I have never forgiven myself for attending the 1991 FA Cup final. Tottenham Hotspur versus Nottingham Forest. I had broken my leg very badly playing football a year earlier, and a blazer-wearer I knew at the Football Association had kindly sent me a ticket to cheer me up. I am a fan of neither Spurs nor Forest but, having never been to an FA Cup final, I was excited to be there. Well, I was excited until the moment I took my seat, whereupon my feelings turned to something more like guilt or shame.

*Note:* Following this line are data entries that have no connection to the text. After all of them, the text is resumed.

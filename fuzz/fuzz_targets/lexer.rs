// fuzz_targets/lexer.rs
#![no_main]

use libfuzzer_sys::fuzz_target;
use luna_lexer::{EntryStack, Lexemes, Symbol};

fuzz_target!(|data: &[u8]| {
    let s = String::from_utf8_lossy(data);

    let weighted: usize = s.chars().map(|c| if c == '\t' { 4 } else { 1 }).sum();
    let max_tokens = s.chars().count();

    let mut tokens = 0usize;
    let mut accounted = 0usize;

    for tok in Lexemes::new(&s, EntryStack::new()) {
        // Real tokens are never zero-width and never sentinels.
        assert!(tok.span >= 1);
        assert!(!matches!(tok.element, Symbol::STX | Symbol::ETX));

        accounted += tok.span + tok.offset;
        assert!(accounted <= weighted);

        tokens += 1;
        assert!(tokens <= max_tokens, "possible hang on {s:?}");
    }
});
use std::io;

use thiserror::Error;

/// Failure of a streaming tokenization operation.
///
/// Only the transport can fail: malformed *source text* never errors, it
/// degrades to `Incorrect` / `StrWrongEsc` / `Unknown` symbols instead. The
/// `try_*` entry points surface these; the plain variants terminate.
#[derive(Debug, Error)]
pub enum ParseError {
    #[error("failed to read source: {0}")]
    Io(#[from] io::Error),

    /// The byte stream is not valid UTF-8. `offset` is the absolute byte
    /// position of the offending sequence.
    #[error("source is not valid utf-8 at byte {offset}")]
    Decode { offset: usize },
}
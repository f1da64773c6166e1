// Shared primitives for one-time server bootstrapping across integration
// tests. Grounded in the teacher's `tests/support/mod.rs::ensure_server`
// (`OnceLock` + dedicated background thread + polling readiness), extended
// with a WebSocket client helper since this system's only endpoint worth
// exercising end to end is `/ws`.
use std::sync::{Arc, OnceLock};
use std::time::Duration;

use futures::{SinkExt, StreamExt};
use tokio_tungstenite::tungstenite::Message;
use tokio_tungstenite::{connect_async, MaybeTlsStream, WebSocketStream};

static SERVER_URL: OnceLock<String> = OnceLock::new();
static SERVER_READY: OnceLock<()> = OnceLock::new();

pub type WsStream = WebSocketStream<MaybeTlsStream<tokio::net::TcpStream>>;

/// Ensure the test server is running and return its `ws://` base URL.
pub fn ensure_server() -> &'static str {
    SERVER_READY.get_or_init(|| {
        let published_url = Arc::new(OnceLock::<String>::new());
        let published_url_thread = Arc::clone(&published_url);
        std::thread::spawn(move || {
            let runtime = tokio::runtime::Runtime::new().expect("test runtime");
            runtime.block_on(async move {
                let listener = tokio::net::TcpListener::bind("127.0.0.1:0")
                    .await
                    .expect("bind ephemeral test port");
                let addr = listener.local_addr().expect("get local addr");
                let _ = published_url_thread.set(format!("ws://{}", addr));
                game_arcade::run(listener).await.expect("server failed");
            });
        });
        wait_for_server_url_and_readiness(published_url);
    });

    SERVER_URL.get().expect("server url initialized").as_str()
}

fn wait_for_server_url_and_readiness(published_url: Arc<OnceLock<String>>) {
    let base_url = loop {
        if let Some(url) = published_url.get() {
            break url.clone();
        }
        std::thread::sleep(Duration::from_millis(10));
    };

    let _ = SERVER_URL.set(base_url.clone());

    let addr = base_url
        .strip_prefix("ws://")
        .expect("base url should use ws://");

    for _ in 0..100 {
        if std::net::TcpStream::connect(addr).is_ok() {
            return;
        }
        std::thread::sleep(Duration::from_millis(20));
    }

    panic!("server did not become ready in time");
}

/// Open a WebSocket connection to the test server's `/ws` endpoint.
pub async fn connect() -> WsStream {
    let base = ensure_server();
    let (stream, _response) = connect_async(format!("{base}/ws"))
        .await
        .expect("websocket handshake should succeed");
    stream
}

pub async fn send_json(stream: &mut WsStream, value: &serde_json::Value) {
    stream
        .send(Message::Text(value.to_string().into()))
        .await
        .expect("send should succeed");
}

pub async fn recv_json(stream: &mut WsStream) -> serde_json::Value {
    loop {
        match stream.next().await.expect("stream should not end").expect("valid ws frame") {
            Message::Text(text) => return serde_json::from_str(&text).expect("valid json frame"),
            Message::Ping(_) | Message::Pong(_) => continue,
            other => panic!("unexpected frame: {other:?}"),
        }
    }
}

I was sitting between an ardent Forest fan and an ardent Spurs fan. Both were telling me of the lengths to which they had gone to score their tickets – and how many of their fellow fans were missing out. I felt terrible. As a neutral, I had no business being there. Football is no place for neutrals. If my team ever got to a major final, I would be livid to have to share the experience with someone who didn’t care either way about the result. I was deeply uncomfortable about being that someone. Spurs won 2-1; it felt like being at the wedding celebration of strangers or, in Forest’s case, the funeral of someone I didn’t know.

On Wednesday night, 43,883 people will watch Glasgow Rangers and Eintracht Frankfurt in the Europa League final at Seville’s Ramón Sánchez-Pizjuán stadium. Only 19,000 of them have been allocated their tickets as supporters of the two teams. The other 24,883 tickets have gone to corporate guests and neutrals associated with various other clubs. Those 24,883 people need to take a long look at themselves. If they’re Rangers or Frankfurt fans who managed to wangle a seat from somewhere, fair enough. But the rest of them won’t be getting into footballing heaven, at least if I’m manning the pearly gates.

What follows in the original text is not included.